Originally Posted by joysworld
On page 80 of 'The New Dare to Discipline', it talks about his dog Siggy, but he is talking about the law of reinforcement. I've gone through the whole book of TNDTD, and the story of winning at all costs with his dog is not in it. Before I came, the library had Strong Willed Child here, but I got here, and it was checked out.
I did google, and found this. So, it's in The Strong Willed Child, I just don't have access to it at the moment.
"Please don't misunderstand me. Siggie is a member of our family and we love him dearly. And despite his anarchistic nature, I have finally taught him to obey a few simple commands. However, we had some classic battles before he reluctantly yielded to my authority.
"The greatest confrontation occurred a few years ago when I had been in Miami for a three-day conference. I returned to observe that Siggie had become boss of the house while I was gone. But I didn't realize until later that evening just how strongly he felt about his new position as Captain.
"At eleven o'clock that night, I told Siggie to go get into his bed, which is a permanent enclosure in the family room. For six years I had given him that order at the end of each day, and for six years Siggie had obeyed."
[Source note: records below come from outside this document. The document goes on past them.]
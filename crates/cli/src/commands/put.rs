//! put command - Upload one file
//!
//! A destination key ending in `/` (or a bare bucket) receives the file name.

use std::path::PathBuf;
use std::sync::Arc;

use clap::Args;
use s3sync_core::{ops, parse_remote};

use super::headers::HeaderArgs;
use super::{ConnectionArgs, open_store, report, watch};
use crate::exit_code::ExitCode;
use crate::output::{Formatter, OutputConfig, StatusUnit};

/// Upload one file
#[derive(Args, Debug)]
pub struct PutArgs {
    /// Local file to upload
    pub source: PathBuf,

    /// Destination address (s3://bucket/key or s3://bucket/prefix/)
    pub target: String,

    #[command(flatten)]
    pub headers: HeaderArgs,
}

/// Execute the put command
pub async fn execute(
    args: PutArgs,
    connection: &ConnectionArgs,
    output_config: OutputConfig,
) -> ExitCode {
    let formatter = Formatter::new(output_config);

    let target = match parse_remote(&args.target) {
        Ok(target) => target,
        Err(e) => {
            formatter.error(&e.to_string());
            return ExitCode::UsageError;
        }
    };
    let headers = match args.headers.policy() {
        Ok(policy) => policy,
        Err(e) => {
            formatter.error(&e);
            return ExitCode::UsageError;
        }
    };

    let (store, config) = match open_store(connection, &formatter).await {
        Ok(opened) => opened,
        Err(code) => return code,
    };

    let handle = match ops::put(store, config, args.source, target, Arc::new(headers)) {
        Ok(handle) => handle,
        Err(e) => {
            formatter.error(&e.to_string());
            return ExitCode::from_error(&e);
        }
    };

    let outcome = watch(handle, &formatter, StatusUnit::Bytes).await;
    report(&outcome, &formatter)
}
use std::error::Error;
use std::fs;
use std::path::Path;

use logmap_core::SweepConfig;

pub mod bench;
pub mod sweep;

pub(crate) fn load_config(path: Option<&Path>) -> Result<SweepConfig, Box<dyn Error>> {
    let config = match path {
        Some(path) => serde_yaml::from_str(&fs::read_to_string(path)?)?,
        None => SweepConfig::default(),
    };
    config.validate()?;
    Ok(config)
}
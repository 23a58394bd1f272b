use serde::{Deserialize, Serialize};

/// One recorded post-transient orbit state, tagged with its control parameter.
#[derive(Debug, Clone, Copy, PartialEq, Serialize, Deserialize)]
pub struct BifurcationRecord {
    /// Control parameter the orbit was iterated under.
    pub r: f64,
    /// Orbit state visited during the recording phase.
    pub x: f64,
}

/// Averaged Lyapunov exponent for one control parameter.
///
/// Positive exponents indicate chaos, negative exponents a stable or
/// periodic regime, and values near zero mark bifurcation points.
#[derive(Debug, Clone, Copy, PartialEq, Serialize, Deserialize)]
pub struct LyapunovRecord {
    /// Control parameter the exponent was averaged over.
    pub r: f64,
    /// Arithmetic mean of `ln|f'(x)|` over the full iteration history.
    pub exponent: f64,
}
-- The Strong Willed Child
I would like to emphasize, for any lurkers here who may be on the fence about Dobson, that he knows nothing about dogs.
1. The dog did not become "boss of the house" while Dobson was away. The dog accepted Mrs. Dobson as his leader and master. Note that the dog hid behind her. The dog's behavior toward Dobson is the behavior of a dog who is challenged by another dog for his position. The dog thought of himself and Dobson as subordinate to the real leader of the pack--the person who actually ran the place instead of barking incomprehensible orders (see below) and charging around with a belt. Also note that dogs who keep fighting back against a dominance display either recognize that the other dog is full of hot air, or else they think the other dog means to kill them and therefore they must fight for their lives. But Dobson sees all interactions as either reinforcements of his power, or attempts to challenge his power--even when the other party is frightened of him. This is one of the main objections many of us have to child training.
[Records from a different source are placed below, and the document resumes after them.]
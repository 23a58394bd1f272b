#![deny(missing_docs)]

//! Bifurcation and Lyapunov sweep computations over the logistic map,
//! with a benchmark harness comparing the reference and optimized paths.

/// Benchmark harness timing both paths and checking output equivalence.
pub mod bench;
/// Post-transient orbit state collection.
pub mod bifurcation;
/// Canonical JSON and stable hashing helpers.
pub mod hash;
/// Full-history exponent accumulation.
pub mod lyapunov;
/// Sweep manifest serialization helpers.
pub mod manifest;
/// Allocation-conscious sweep path.
pub mod optimized;
/// Table recording, summary statistics and CSV export.
pub mod recorder;
/// Iterator-based sweep path.
pub mod reference;

pub use bench::{
    compare_bifurcation, compare_lyapunov, BenchmarkHarness, BenchmarkReport, EquivalenceReport,
    PathTiming, RowMismatch, TableComparison, DEFAULT_TOLERANCE,
};
pub use bifurcation::collect_bifurcation;
pub use hash::{from_json_slice, stable_hash_string, to_canonical_json_bytes};
pub use lyapunov::{accumulate_lyapunov, lyapunov_exponent};
pub use manifest::{provenance_for, SweepManifest};
pub use optimized::OptimizedComputer;
pub use recorder::{
    read_bifurcation_table, read_lyapunov_table, SweepRecorder, SweepSummary, TablePaths,
};
pub use reference::ReferenceComputer;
2. So the dog didn't learn tricks for a long time because of his "anarchistic nature?" Somehow I think this has more to do with Dobson's unexamined inability to train a dog. Based on the above anecdote about the belt, I suspect that he followed the typical mindset of child training methods: if at first you don't succeed, don't reconsider your methods, just do it more and harder.
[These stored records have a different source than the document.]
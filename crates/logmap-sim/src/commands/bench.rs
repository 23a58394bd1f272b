use std::error::Error;
use std::fs;
use std::path::PathBuf;

use clap::Args;
use logmap_core::parameter_space;
use logmap_sweep::{BenchmarkHarness, OptimizedComputer, ReferenceComputer, DEFAULT_TOLERANCE};

use super::load_config;

#[derive(Args, Debug)]
pub struct BenchArgs {
    /// YAML configuration overriding the default operating point.
    #[arg(long)]
    pub config: Option<PathBuf>,
    /// Optional output directory for `benchmark_report.json`.
    #[arg(long)]
    pub out: Option<PathBuf>,
    /// Relative tolerance for the equivalence check.
    #[arg(long, default_value_t = DEFAULT_TOLERANCE)]
    pub tolerance: f64,
}

pub fn run(args: &BenchArgs) -> Result<(), Box<dyn Error>> {
    let config = load_config(args.config.as_deref())?;
    let r_values = parameter_space(config.r_min, config.r_max, config.samples)?;

    let harness = BenchmarkHarness::with_tolerance(args.tolerance);
    let report = harness.run(&ReferenceComputer, &OptimizedComputer, &r_values, &config)?;

    for timing in [&report.reference, &report.optimized] {
        println!(
            "{}: {:.3} ms (bifurcation {:.3} ms, lyapunov {:.3} ms)",
            timing.label,
            timing.total_ms(),
            timing.bifurcation_ms,
            timing.lyapunov_ms
        );
    }
    println!("speedup: {:.2}x", report.speedup);

    if let Some(out) = &args.out {
        fs::create_dir_all(out)?;
        let json = serde_json::to_string_pretty(&report)?;
        fs::write(out.join("benchmark_report.json"), json)?;
    }

    // Timing above is informational; a failed equivalence check is a
    // correctness defect and aborts with a Bench-family error.
    report.ensure_equivalent()?;
    println!(
        "equivalence: max relative error {:e} (bifurcation) / {:e} (lyapunov) within {:e}",
        report.equivalence.bifurcation.max_relative_error,
        report.equivalence.lyapunov.max_relative_error,
        report.equivalence.tolerance
    );
    Ok(())
}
And we have this story to explain further how well Dobson understands the "nature" of others:
3. How was the dog supposed to understand the word "attack" out of the blue? Dobson doesn't mention training this twelve-pound, short-legged animal as an attack dog. I repeat, this was a twelve-pound animal who had not received any training in attacking strangers that Dobson mentions. He was confronted with a big stranger rummaging around in the dark, the Belt Man was doing his angry gibberish thing, and he was supposed to charge into combat why, exactly? Ascribing to the subjects of training capabilities they simply don't have is a third hallmark of child training.
Understanding ages and stages is commonly dismissed as "science" or "psychology" when it is simply common sense backed up by observation.
Dobson cites his treatment of this poor dog as evidence that he understands the role of authority in daily life.
Dobson also mentions that his cats at the time were neurotic.